Plus, look at that face. How could you possibly not laugh?
Full disclosure: this picture is from right before Rosie was born. Imagine a lot more exhaustion and joy.

So there you go. A general idea of how a day might go, and thankfully without any pictures of the house, because it's an absolute mess. I could probably do something about it now, but I have the rest of a glass of wine calling me instead. And if it calls, I must answer, and answer it completely uninterrupted, unlike my showers, sleep, and meals.

Sunday, October 6, 2013

The Beginning

I should confess: this is actually the third blog I've started.

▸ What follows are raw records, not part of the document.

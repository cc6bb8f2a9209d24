//! Errors that remember what was being attempted when they happened.
//!
//! A bare error such as `"connection refused"` says little once it has
//! bubbled up through several layers. [`ContextError`] keeps the original
//! error and a trail of short descriptions added on the way up, innermost
//! first. [`Outcome::context`] starts a trail and
//! [`Outcome::add_context`] extends it.
//!
//! # Examples
//!
//! ```
//! use outcome::{failure, Outcome};
//!
//! fn read_port() -> Outcome<u16, &'static str> {
//!     failure("no such key: port")
//! }
//!
//! let loaded = read_port()
//!     .context("reading server config")
//!     .add_context("starting http listener");
//!
//! let err = loaded.unwrap_failure();
//! assert_eq!(err.inner(), &"no such key: port");
//! assert_eq!(
//!     err.to_string(),
//!     "Error: no such key: port\n  -> reading server config\n  -> starting http listener"
//! );
//! ```

use std::error::Error as StdError;
use std::fmt;

use crate::Outcome;

/// An error plus the trail of operations it interrupted.
#[derive(Debug, Clone, PartialEq, Eq, Hash)]
#[cfg_attr(feature = "serde", derive(serde::Serialize, serde::Deserialize))]
pub struct ContextError<E> {
    error: E,
    trail: Vec<String>,
}

impl<E> ContextError<E> {
    /// Wrap an error with an empty trail.
    pub fn new(error: E) -> Self {
        ContextError {
            error,
            trail: Vec::new(),
        }
    }

    /// Append one description to the trail.
    pub fn context(mut self, msg: impl Into<String>) -> Self {
        self.trail.push(msg.into());
        self
    }

    /// The wrapped error.
    pub fn inner(&self) -> &E {
        &self.error
    }

    /// Drop the trail and return the wrapped error.
    pub fn into_inner(self) -> E {
        self.error
    }

    /// Descriptions in the order they were added, innermost first.
    pub fn context_trail(&self) -> &[String] {
        &self.trail
    }

    /// Convert the wrapped error, keeping the trail.
    pub fn map_inner<F2, F>(self, f: F) -> ContextError<F2>
    where
        F: FnOnce(E) -> F2,
    {
        ContextError {
            error: f(self.error),
            trail: self.trail,
        }
    }
}

impl<E> From<E> for ContextError<E> {
    fn from(error: E) -> Self {
        ContextError::new(error)
    }
}

impl<E: fmt::Display> fmt::Display for ContextError<E> {
    fn fmt(&self, f: &mut fmt::Formatter<'_>) -> fmt::Result {
        write!(f, "Error: {}", self.error)?;
        for step in &self.trail {
            write!(f, "\n  -> {}", step)?;
        }
        Ok(())
    }
}

impl<E: StdError + 'static> StdError for ContextError<E> {
    fn source(&self) -> Option<&(dyn StdError + 'static)> {
        Some(&self.error)
    }
}

impl<T, E> Outcome<T, E> {
    /// Wrap a failure's error in a [`ContextError`] whose trail starts with
    /// `msg`. Successes pass through.
    pub fn context(self, msg: impl Into<String>) -> Outcome<T, ContextError<E>> {
        self.map_err(|error| ContextError::new(error).context(msg))
    }
}

impl<T, E> Outcome<T, ContextError<E>> {
    /// Append `msg` to the trail of an already contextualised failure.
    pub fn add_context(self, msg: impl Into<String>) -> Self {
        self.map_err(|error| error.context(msg))
    }
}
//! Pipeline Example
//!
//! Demonstrates a parse -> validate -> persist pipeline built from fallible
//! steps that return `Outcome`.
//!
//! Patterns covered:
//! - Chaining steps with and_then
//! - Converting error types with map_err
//! - Recovering with catch
//! - Combining independent outcomes
//! - Adding context to errors

use outcome::prelude::*;

#[derive(Debug, Clone, PartialEq)]
enum AppError {
    Parse(String),
    Validation(&'static str),
    Storage(String),
}

impl std::fmt::Display for AppError {
    fn fmt(&self, f: &mut std::fmt::Formatter<'_>) -> std::fmt::Result {
        match self {
            AppError::Parse(msg) => write!(f, "parse error: {}", msg),
            AppError::Validation(msg) => write!(f, "invalid: {}", msg),
            AppError::Storage(msg) => write!(f, "storage error: {}", msg),
        }
    }
}

#[derive(Debug, Clone)]
struct Reading {
    sensor: String,
    celsius: f64,
}

fn parse_input(line: &str) -> Outcome<Reading, AppError> {
    let Some((sensor, value)) = line.split_once('=') else {
        let msg = format!("expected name=value, got {:?}", line);
        return failure(AppError::Parse(msg));
    };
    Outcome::from_result(value.trim().parse::<f64>())
        .map_err(|e| AppError::Parse(e.to_string()))
        .map(|celsius| Reading {
            sensor: sensor.trim().to_string(),
            celsius,
        })
}

fn validate(reading: Reading) -> Outcome<Reading, AppError> {
    success(reading)
        .ensure(
            |r| !r.sensor.is_empty(),
            AppError::Validation("sensor name is empty"),
        )
        .ensure(
            |r| (-90.0..=60.0).contains(&r.celsius),
            AppError::Validation("temperature out of range"),
        )
}

fn persist(reading: Reading) -> Outcome<u64, AppError> {
    if reading.sensor == "readonly" {
        failure(AppError::Storage("table is read-only".to_string()))
    } else {
        success(reading.celsius.to_bits() % 10_000)
    }
}

// ==================== Sequential Steps ====================

/// Example 1: Steps run in order and stop at the first failure.
fn example_chaining() {
    println!("\n=== Example 1: Chaining ===");

    for line in ["kitchen=21.5", "{", "attic=140", "=3"] {
        let result = parse_input(line).and_then(validate).and_then(persist);
        let shown = match_outcome(
            result,
            |id| format!("stored as #{}", id),
            |e| format!("rejected ({})", e),
        );
        println!("  {:<14} -> {}", line, shown);
    }
}

// ==================== Recovery ====================

/// Example 2: A storage failure is recovered with a fallback id.
fn example_recovery() {
    println!("\n=== Example 2: Recovery ===");

    let result = parse_input("readonly=4.0")
        .and_then(validate)
        .and_then(persist)
        .catch(|e| match e {
            AppError::Storage(msg) => {
                println!("  storage failed ({}), using spool", msg);
                success(0)
            }
            other => failure(other),
        });

    println!("  result: {:?}", result);
}

// ==================== Combining ====================

/// Example 3: Two independent readings; the first failure wins.
fn example_combine() {
    println!("\n=== Example 3: Combine ===");

    let both = combine(parse_input("in=20"), parse_input("out=-4"));
    println!("  both ok: {:?}", both.map(|(a, b)| a.celsius - b.celsius));

    let first_bad = combine(parse_input("bad"), parse_input("worse"));
    println!("  both bad: {:?}", first_bad.map(|_| ()));
}

// ==================== Context ====================

/// Example 4: Errors carry a trail of what was being attempted.
fn example_context() {
    println!("\n=== Example 4: Context ===");

    let result = parse_input("porch=abc")
        .context("parsing sensor line 3")
        .add_context("importing batch 2024-06-01");

    if let Outcome::Failure(err) = result {
        println!("{}", err);
    }
}

fn main() {
    println!("Pipeline Examples");
    println!("=================");

    example_chaining();
    example_recovery();
    example_combine();
    example_context();

    println!("\n=== All examples completed successfully! ===");
}
//! # Outcome
//!
//! A success-or-failure sum type with chainable, short-circuiting
//! combinators.
//!
//! An [`Outcome<T, E>`](Outcome) is exactly one of `Success(T)` or
//! `Failure(E)`. Fallible steps return outcomes and are chained with
//! [`and_then`](Outcome::and_then): the first failure stops the chain and
//! flows through to the end untouched, so no step has to check whether the
//! previous one worked.
//!
//! ## Quick Example
//!
//! ```rust
//! use outcome::{failure, success, Outcome};
//!
//! #[derive(Debug, PartialEq)]
//! enum SignupError {
//!     Parse(String),
//!     Invalid(&'static str),
//! }
//!
//! fn parse_age(input: &str) -> Outcome<u8, SignupError> {
//!     Outcome::from_result(input.trim().parse::<u8>())
//!         .map_err(|e| SignupError::Parse(e.to_string()))
//! }
//!
//! fn check_adult(age: u8) -> Outcome<u8, SignupError> {
//!     if age >= 18 {
//!         success(age)
//!     } else {
//!         failure(SignupError::Invalid("must be 18 or older"))
//!     }
//! }
//!
//! assert_eq!(parse_age(" 30 ").and_then(check_adult), Outcome::Success(30));
//! assert_eq!(
//!     parse_age("12").and_then(check_adult),
//!     Outcome::Failure(SignupError::Invalid("must be 18 or older"))
//! );
//!
//! // Recover with a default, or dispatch on the variant.
//! let age = parse_age("n/a").and_then(check_adult).get_or_else(18);
//! assert_eq!(age, 18);
//! ```
//!
//! ## Features
//!
//! - `tracing`: [`OutcomeTracingExt`] and a log event before an unwrap panic
//! - `serde`: `Serialize`/`Deserialize` for [`Outcome`] and [`ContextError`]
//! - `proptest`: `Arbitrary` for [`Outcome`]
//! - `try_trait`: `?` on outcomes (nightly only)

#![warn(missing_docs)]
#![warn(missing_debug_implementations)]
#![cfg_attr(feature = "try_trait", feature(try_trait_v2, try_trait_v2_residual))]

pub mod combine;
pub mod context;
pub mod error;
pub mod future;
pub mod outcome;
#[cfg(feature = "serde")]
mod serde_impl;
pub mod testing;
#[cfg(feature = "tracing")]
pub mod trace;
#[cfg(feature = "try_trait")]
mod try_impl;

// Re-exports
pub use combine::{combine, combine_all, partition, CombineAll};
pub use context::ContextError;
pub use error::UnwrapOnFailure;
pub use future::{combine_all_async, combine_async, OutcomeFutureExt};
pub use outcome::{failure, match_outcome, success, Outcome};
#[cfg(feature = "tracing")]
pub use trace::OutcomeTracingExt;

/// Prelude module for convenient imports
pub mod prelude {
    pub use crate::combine::{combine, combine_all, CombineAll};
    pub use crate::context::ContextError;
    pub use crate::future::{combine_all_async, combine_async, OutcomeFutureExt};
    pub use crate::outcome::{failure, match_outcome, success, Outcome};
    #[cfg(feature = "tracing")]
    pub use crate::trace::OutcomeTracingExt;
}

I should explain: one of them was a horrible stream-of-consciousness type blog I started in high school (frankly, I'm not sure if I should be amused or horrified that I thought anything I wrote was worth etching into the internet for eternity) and it had a pretty terrible user interface, so I switched to a livejournal in college. And, well, the second was a livejournal, so that's fairly self-explanatory. Since I already have a gmail account, it will be much easier for the NSA if I just keep everything in one spot. I'm all about efficiency.

I suppose it's also symbolic to be starting a new blog since so much has changed from my last lj entry (which was, I think, about 5 years ago). I met my future husband, I graduated, I got my first job, I moved out of my parents' house, I married my husband, we bought a house, we got a dog, we had two kids and will likely have more...it's a very different life from the one I was living. While some of these changes were huge and definite, so many more were and are gradual. I started tearing up today because Rosie was playing peekaboo from under the table with me and I wanted to make sure I didn't forget moments like these.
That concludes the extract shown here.